Polynomial Long-Division

The Foster ladder obtained from the time-constant spectrum is compact and convenient for simulation, yet every branch lacks a direct physical meaning. To retrieve layer-by-layer thermal parameters we convert the network into the Cauer ladder – a series chain in which each \(R'_k,\,C'_k\) pair maps to a consecutive portion of the heat path.

The conversion is an exercise in network synthesis: rewrite the Foster impedance

(58)\[Z(s)=\sum_{i=1}^{n}\frac{R_i}{1+sR_iC_i}\]

as the Stieltjes continued fraction

(59)\[Z(s)= \cfrac{1}{ sC'_1+ \cfrac{1}{ R'_1+ \cfrac{1}{ sC'_2+ \cfrac{1}{ R'_2+\ddots+ \cfrac{1}{sC'_n+\cfrac{1}{R'_n}} } } } }.\]

Polynomial Long-Division algorithm

The standard procedure extracts the Cauer elements one at a time via repeated polynomial division (Euclid algorithm).

Notation

Foster elements \(R_i,\,C_i\)
Cauer elements \(R'_k,\,C'_k\)
\(Z_k(s)\) – remaining impedance after the first k−1 Cauer pairs have been stripped (start with \(Z_n(s)=Z(s)\)).

Recursive step

For each iteration \(k = n, n-1, \ldots, 1\):

Split \(Z_k(s)=p_k(s)/q_k(s)\) with deg \(q_k\) = deg \(p_k\) + 1.
Divide

(60)\[\frac{q_k(s)}{p_k(s)} \;=\; sC'_k\;+\;\frac{1}{R'_k}\;+\;\frac{r_k(s)}{p_k(s)}.\]
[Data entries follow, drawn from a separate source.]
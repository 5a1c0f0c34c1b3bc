//! Repository dump handler.

use std::fmt::Write as _;

use wlanstore_core::{
    Command as CoreCommand, CommandResult, Credential, NetworkProfile, ProfileService, RepositoryDump,
};

use crate::cli::GlobalOpts;
use crate::error::CliError;
use crate::output;

fn detail(dump: &RepositoryDump) -> String {
    let mut out = String::new();
    let _ = writeln!(out, "User:           {}", dump.current_user);
    let _ = writeln!(out, "Loaded:         {}", dump.loaded);
    let _ = writeln!(out, "User store:     {}", dump.user_store_loaded);
    let _ = writeln!(out, "Next id:        {}", dump.next_network_id);
    match &dump.last_selected {
        Some(last) => {
            let _ = writeln!(out, "Last selected:  {} ({})", last.network_id, last.config_key);
        }
        None => {
            let _ = writeln!(out, "Last selected:  -");
        }
    }
    for (ssid, at) in &dump.deleted_ephemeral_ssids {
        let _ = writeln!(out, "Dismissed:      {ssid} at {at}");
    }
    let _ = writeln!(out);
    for p in &dump.profiles {
        let psk = p.pre_shared_key.as_ref().map_or("-", Credential::expose);
        let cached = dump
            .scan_cache_sizes
            .get(&p.network_id)
            .copied()
            .unwrap_or_default();
        let _ = writeln!(
            out,
            "{} {} psk={psk} mac={} status={} scans={cached}",
            p.network_id,
            p.config_key(),
            p.randomized_mac,
            p.status,
        );
    }
    out.trim_end().to_owned()
}

pub async fn handle(service: &ProfileService, global: &GlobalOpts) -> Result<(), CliError> {
    let dump = match service.execute(CoreCommand::Dump).await? {
        CommandResult::Dump(dump) => dump,
        other => return Err(CliError::Render(format!("unexpected result: {other:?}"))),
    };
    let out = output::render_single(&global.output, &*dump, detail, |d| {
        d.profiles
            .iter()
            .map(NetworkProfile::config_key)
            .collect::<Vec<_>>()
            .join("\n")
    })?;
    output::print_output(&out, global.quiet);
    Ok(())
}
The quotient coefficients give immediately

(61)\[C'_k=\text{(coefficient of }s), \qquad R'_k=\bigl[\text{constant term}\bigr]^{-1}.\]
Form new impedance

\begin{aligned} p_{k-1}(s)&=-\,R'_k\,r_k(s),\\ q_{k-1}(s)&=\dfrac{p_k(s)}{R'_k}+r_k(s),\\ Z_{k-1}(s)&=\dfrac{p_{k-1}(s)}{q_{k-1}(s)}. \end{aligned}
Stop when \(p_0(s)=0\); all Cauer elements have been found.

Why the division always works

Because each branch in the Foster sum (58) adds one real pole but no new zeros, deg \(q_k\) is exactly one higher than deg \(p_k\) (see the pole–zero discussion in the previous section). Hence the quotient of polynomials always reduces to a linear term plus a remainder, making the extraction of a single RC pair straightforward.

Numerical considerations

Coefficient growth – Polynomial coefficients explode rapidly (typically beyond 50–100 terms). Use arbitrary-precision arithmetic once double-precision runs out of mantissa bits.
Conditioning – Rescale \(s\) (e.g. by the dominant time-constant) before the first division to keep coefficients near unity.

When to stop early?

If only the front section of the structure function is required, terminate the division once the cumulative resistance exceeds the target layer. The remaining high-order Foster branches can stay in parallel; accuracy at long times is preserved while numerical effort is reduced.

Summary

The Foster-to-Cauer transformation is nothing more than repeated Euclidean division of two polynomials whose degrees differ by one. Each quotient yields one thermal resistance and one thermal capacitance; the remainder becomes the dividend of the next step. Starting from the positive-real Foster impedance guarantees convergence and keeps every intermediate network physically meaningful.